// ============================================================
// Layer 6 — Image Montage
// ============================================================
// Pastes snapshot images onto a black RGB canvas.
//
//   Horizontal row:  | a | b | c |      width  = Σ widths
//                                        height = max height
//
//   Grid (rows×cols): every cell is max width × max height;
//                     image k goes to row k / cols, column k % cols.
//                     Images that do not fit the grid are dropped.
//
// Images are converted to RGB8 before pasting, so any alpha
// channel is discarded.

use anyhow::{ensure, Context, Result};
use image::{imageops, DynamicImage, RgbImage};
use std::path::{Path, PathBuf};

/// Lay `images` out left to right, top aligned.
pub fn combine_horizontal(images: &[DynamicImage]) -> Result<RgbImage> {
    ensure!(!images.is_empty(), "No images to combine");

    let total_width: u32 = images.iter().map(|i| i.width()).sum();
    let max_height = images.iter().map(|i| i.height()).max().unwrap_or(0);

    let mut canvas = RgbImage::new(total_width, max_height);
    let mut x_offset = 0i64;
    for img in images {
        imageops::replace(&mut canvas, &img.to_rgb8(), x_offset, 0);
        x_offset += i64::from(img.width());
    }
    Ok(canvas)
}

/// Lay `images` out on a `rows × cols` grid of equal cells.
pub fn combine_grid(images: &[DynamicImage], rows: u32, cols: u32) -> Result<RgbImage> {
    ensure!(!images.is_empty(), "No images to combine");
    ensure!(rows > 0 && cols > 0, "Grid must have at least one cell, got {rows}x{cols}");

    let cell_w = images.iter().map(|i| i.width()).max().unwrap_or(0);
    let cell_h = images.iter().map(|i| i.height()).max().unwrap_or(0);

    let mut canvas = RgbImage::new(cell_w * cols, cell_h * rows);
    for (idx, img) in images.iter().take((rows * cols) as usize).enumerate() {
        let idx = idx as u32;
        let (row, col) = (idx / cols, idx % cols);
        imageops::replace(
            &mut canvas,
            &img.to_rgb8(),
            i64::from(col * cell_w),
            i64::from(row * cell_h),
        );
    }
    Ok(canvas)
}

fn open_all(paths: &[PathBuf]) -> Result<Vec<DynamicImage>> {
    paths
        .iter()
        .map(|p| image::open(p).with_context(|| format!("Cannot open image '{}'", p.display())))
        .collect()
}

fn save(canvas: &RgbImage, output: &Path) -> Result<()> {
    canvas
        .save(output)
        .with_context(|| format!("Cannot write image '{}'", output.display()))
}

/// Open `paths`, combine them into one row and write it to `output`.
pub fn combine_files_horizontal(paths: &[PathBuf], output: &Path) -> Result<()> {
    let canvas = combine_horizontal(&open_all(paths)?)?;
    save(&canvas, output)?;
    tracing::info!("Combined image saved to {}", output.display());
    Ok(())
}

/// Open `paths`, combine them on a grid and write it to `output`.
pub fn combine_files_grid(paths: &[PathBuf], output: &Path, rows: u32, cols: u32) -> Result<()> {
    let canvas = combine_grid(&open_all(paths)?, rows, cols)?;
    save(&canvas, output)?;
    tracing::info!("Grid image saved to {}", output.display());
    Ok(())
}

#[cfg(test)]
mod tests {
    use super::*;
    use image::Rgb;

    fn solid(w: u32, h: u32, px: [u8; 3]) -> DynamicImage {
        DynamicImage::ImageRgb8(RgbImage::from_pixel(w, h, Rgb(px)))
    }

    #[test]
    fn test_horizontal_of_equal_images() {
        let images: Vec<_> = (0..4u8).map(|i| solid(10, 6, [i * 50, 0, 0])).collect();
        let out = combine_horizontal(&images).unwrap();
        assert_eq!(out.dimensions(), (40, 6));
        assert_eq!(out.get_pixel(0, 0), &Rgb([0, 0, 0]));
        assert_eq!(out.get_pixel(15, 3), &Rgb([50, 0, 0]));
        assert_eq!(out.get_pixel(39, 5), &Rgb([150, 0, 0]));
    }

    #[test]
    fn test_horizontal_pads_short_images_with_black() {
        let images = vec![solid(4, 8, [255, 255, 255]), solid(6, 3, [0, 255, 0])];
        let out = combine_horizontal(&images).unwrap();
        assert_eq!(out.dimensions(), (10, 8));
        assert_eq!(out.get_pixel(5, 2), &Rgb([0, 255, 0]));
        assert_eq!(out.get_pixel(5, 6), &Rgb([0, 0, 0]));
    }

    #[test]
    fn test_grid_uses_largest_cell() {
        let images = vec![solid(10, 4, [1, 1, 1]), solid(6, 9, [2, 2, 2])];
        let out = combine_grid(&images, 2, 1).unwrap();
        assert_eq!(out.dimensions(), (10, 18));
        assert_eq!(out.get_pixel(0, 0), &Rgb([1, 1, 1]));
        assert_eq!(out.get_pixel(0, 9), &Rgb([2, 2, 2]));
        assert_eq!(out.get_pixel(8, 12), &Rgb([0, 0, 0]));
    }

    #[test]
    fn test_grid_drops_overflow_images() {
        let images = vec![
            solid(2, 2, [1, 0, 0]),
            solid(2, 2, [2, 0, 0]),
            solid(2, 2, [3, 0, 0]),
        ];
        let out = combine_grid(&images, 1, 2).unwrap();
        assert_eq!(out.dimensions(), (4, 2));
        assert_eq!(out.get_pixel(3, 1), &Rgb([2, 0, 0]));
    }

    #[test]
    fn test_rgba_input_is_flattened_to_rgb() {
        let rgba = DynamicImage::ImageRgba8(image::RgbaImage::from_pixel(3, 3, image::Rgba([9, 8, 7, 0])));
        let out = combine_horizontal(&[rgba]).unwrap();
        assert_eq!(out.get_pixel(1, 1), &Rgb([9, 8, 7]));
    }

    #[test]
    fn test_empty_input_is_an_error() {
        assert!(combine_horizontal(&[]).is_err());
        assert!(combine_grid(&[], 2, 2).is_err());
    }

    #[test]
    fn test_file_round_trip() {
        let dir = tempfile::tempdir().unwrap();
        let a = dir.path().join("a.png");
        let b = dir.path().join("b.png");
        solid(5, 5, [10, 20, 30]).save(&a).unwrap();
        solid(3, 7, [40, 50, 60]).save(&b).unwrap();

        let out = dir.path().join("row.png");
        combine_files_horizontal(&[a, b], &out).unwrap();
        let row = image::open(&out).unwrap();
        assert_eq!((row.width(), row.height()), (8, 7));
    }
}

* * *

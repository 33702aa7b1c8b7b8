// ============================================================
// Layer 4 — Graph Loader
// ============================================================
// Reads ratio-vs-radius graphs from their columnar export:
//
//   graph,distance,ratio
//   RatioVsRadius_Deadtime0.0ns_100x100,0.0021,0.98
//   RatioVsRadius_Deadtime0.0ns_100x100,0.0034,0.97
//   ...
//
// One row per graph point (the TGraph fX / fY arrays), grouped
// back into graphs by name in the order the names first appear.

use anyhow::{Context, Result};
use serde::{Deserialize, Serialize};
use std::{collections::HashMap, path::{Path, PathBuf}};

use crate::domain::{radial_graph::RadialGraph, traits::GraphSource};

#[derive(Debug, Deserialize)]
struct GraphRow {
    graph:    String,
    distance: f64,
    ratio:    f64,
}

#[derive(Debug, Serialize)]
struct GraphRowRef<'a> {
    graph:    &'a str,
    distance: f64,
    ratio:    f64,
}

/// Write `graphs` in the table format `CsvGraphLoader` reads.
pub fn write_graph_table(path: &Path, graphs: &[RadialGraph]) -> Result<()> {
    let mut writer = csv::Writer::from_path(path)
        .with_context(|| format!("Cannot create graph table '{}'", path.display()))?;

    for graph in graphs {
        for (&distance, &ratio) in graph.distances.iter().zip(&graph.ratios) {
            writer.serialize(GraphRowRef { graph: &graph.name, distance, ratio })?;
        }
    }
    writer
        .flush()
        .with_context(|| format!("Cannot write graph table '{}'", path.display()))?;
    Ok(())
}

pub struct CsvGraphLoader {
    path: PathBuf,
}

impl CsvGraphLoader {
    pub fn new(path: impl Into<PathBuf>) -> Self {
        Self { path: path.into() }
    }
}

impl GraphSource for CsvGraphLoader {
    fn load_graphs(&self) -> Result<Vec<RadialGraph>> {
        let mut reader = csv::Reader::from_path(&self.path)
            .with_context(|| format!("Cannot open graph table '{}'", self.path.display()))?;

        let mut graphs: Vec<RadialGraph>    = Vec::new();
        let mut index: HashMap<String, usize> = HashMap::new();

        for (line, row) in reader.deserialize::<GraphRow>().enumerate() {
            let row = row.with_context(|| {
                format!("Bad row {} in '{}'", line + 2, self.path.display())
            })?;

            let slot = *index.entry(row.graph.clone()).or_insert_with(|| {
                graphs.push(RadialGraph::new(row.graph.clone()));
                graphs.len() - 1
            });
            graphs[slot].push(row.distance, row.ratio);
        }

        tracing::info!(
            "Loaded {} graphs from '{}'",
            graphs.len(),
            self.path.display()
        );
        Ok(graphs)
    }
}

- [Your assignment]:
Whenever the string "paths" shows up in a line of the records, copy that line.

- [Your response]:
fn open_all(paths: &[PathBuf]) -> Result<Vec<DynamicImage>> {
    paths
/// Open `paths`, combine them into one row and write it to `output`.
pub fn combine_files_horizontal(paths: &[PathBuf], output: &Path) -> Result<()> {
    let canvas = combine_horizontal(&open_all(paths)?)?;
/// Open `paths`, combine them on a grid and write it to `output`.
pub fn combine_files_grid(paths: &[PathBuf], output: &Path, rows: u32, cols: u32) -> Result<()> {
    let canvas = combine_grid(&open_all(paths)?, rows, cols)?;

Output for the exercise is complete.